The effects of tetrahydro-1H-1,4-diazepine-1,4 (5H)-dipropanol-3,4,5-trimethoxybenzoate diester (dilazep) on platelet aggregation were studied by aggregometer-technique in vitro, using platelet-rich plasma obtained from healthy subjects. As agents for platelet aggregation, norepinephrine, at a concentration of 10 micrograms/ml, and ADP, at a concentration of 1 microgram/ml, were added. There was some inhibition when compared to controls with 200 micrograms/ml of dilazep, and complete inhibition on both norepinephrine and ADP-induced platelet aggregation with 500 micrograms/ml. The effects of dilazep on platelet aggregation before and after administration (75 mg) in vivo, using platelet-rich plasma obtained from healthy subjects, were studied in accordance with the screen filtration pressure method. In all cases the inhibitory tendency was first seen 30 min after administration. It reached a peak after 60--120 min and tended to return to the initial value after 180 min.

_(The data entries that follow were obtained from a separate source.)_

//! Configuration validation utilities.

use std::collections::HashSet;

use super::error::{ConfigError, ConfigResult};
use super::schema::{BronzeConfig, LogOutput, PluginConfig};

/// Validates the entire configuration.
pub fn validate_config(config: &BronzeConfig) -> ConfigResult<()> {
    validate_logging(config)?;
    validate_session(config)?;
    validate_dispatch(config)?;
    validate_plugins(config)?;
    Ok(())
}

fn validate_logging(config: &BronzeConfig) -> ConfigResult<()> {
    let logging = &config.logging;
    if logging.output == LogOutput::File && logging.file_path.is_none() {
        return Err(ConfigError::missing_field("logging.file_path"));
    }
    if logging.filters.keys().any(|module| module.trim().is_empty()) {
        return Err(ConfigError::validation("Log filter module names cannot be empty"));
    }
    Ok(())
}

fn validate_session(config: &BronzeConfig) -> ConfigResult<()> {
    let session = &config.session;
    if session.ttl_secs == 0 {
        return Err(ConfigError::validation("Session TTL must be greater than 0"));
    }
    if session.confirmation_ttl_secs == 0 {
        return Err(ConfigError::validation(
            "Confirmation TTL must be greater than 0",
        ));
    }
    if session.key_prefix.is_empty() {
        return Err(ConfigError::missing_field("session.key_prefix"));
    }
    Ok(())
}

fn validate_dispatch(config: &BronzeConfig) -> ConfigResult<()> {
    if config.dispatch.max_concurrent_events == 0 {
        return Err(ConfigError::validation(
            "max_concurrent_events must be greater than 0",
        ));
    }
    Ok(())
}

/// Validates all plugin configurations.
///
/// Capability names and triggers must be unique across every enabled
/// plugin, since they share one registry.
fn validate_plugins(config: &BronzeConfig) -> ConfigResult<()> {
    let mut names = HashSet::new();
    let mut triggers = HashSet::new();

    for (id, plugin) in config.plugins.iter().filter(|(_, p)| p.enabled) {
        validate_plugin(id, plugin)?;

        for command in &plugin.commands {
            if !names.insert(command.name.trim()) {
                return Err(ConfigError::DuplicateCapability(command.name.clone()));
            }
            for trigger in &command.triggers {
                if !triggers.insert(trigger.trim().to_lowercase()) {
                    return Err(ConfigError::validation(format!(
                        "Trigger '{trigger}' is declared more than once"
                    )));
                }
            }
        }
    }

    Ok(())
}

/// Validates a single plugin configuration.
fn validate_plugin(id: &str, plugin: &PluginConfig) -> ConfigResult<()> {
    if id.trim().is_empty() || id.contains(char::is_whitespace) {
        return Err(ConfigError::validation(format!(
            "Plugin id '{id}' must be non-empty and contain no whitespace"
        )));
    }

    if plugin.command.trim().is_empty() {
        return Err(ConfigError::missing_field(format!("plugins.{id}.command")));
    }

    if plugin.request_timeout_ms == 0 {
        return Err(ConfigError::validation(format!(
            "plugins.{id}.request_timeout_ms must be greater than 0"
        )));
    }

    if plugin.max_line_bytes == 0 {
        return Err(ConfigError::validation(format!(
            "plugins.{id}.max_line_bytes must be greater than 0"
        )));
    }

    for command in &plugin.commands {
        if command.name.trim().is_empty() {
            return Err(ConfigError::missing_field(format!(
                "plugins.{id}.commands.name"
            )));
        }
        if command.triggers.iter().any(|t| t.trim().is_empty()) {
            return Err(ConfigError::validation(format!(
                "Command '{}' of plugin '{id}' has an empty trigger",
                command.name
            )));
        }
    }

    Ok(())
}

The effects of dilazep (150 mg/day for 4 weeks) and verapamil hydrochloride (240 mg/day for 4 weeks) on platelet aggregation in vivo, using plasma obtained from sixteen patients with coronary insufficiency, were determined in each group before and after drug administration. A significant difference in the group receiving dilazep was found at tO = 3.2643 and less than 0.01 in the Student's t-test (two dependent sample cases). In the experiments with verapamil hydrochloride there were no significant differences in the results before and after administration. However, there was a slight tendency towards a decrease of effects two weeks after administration.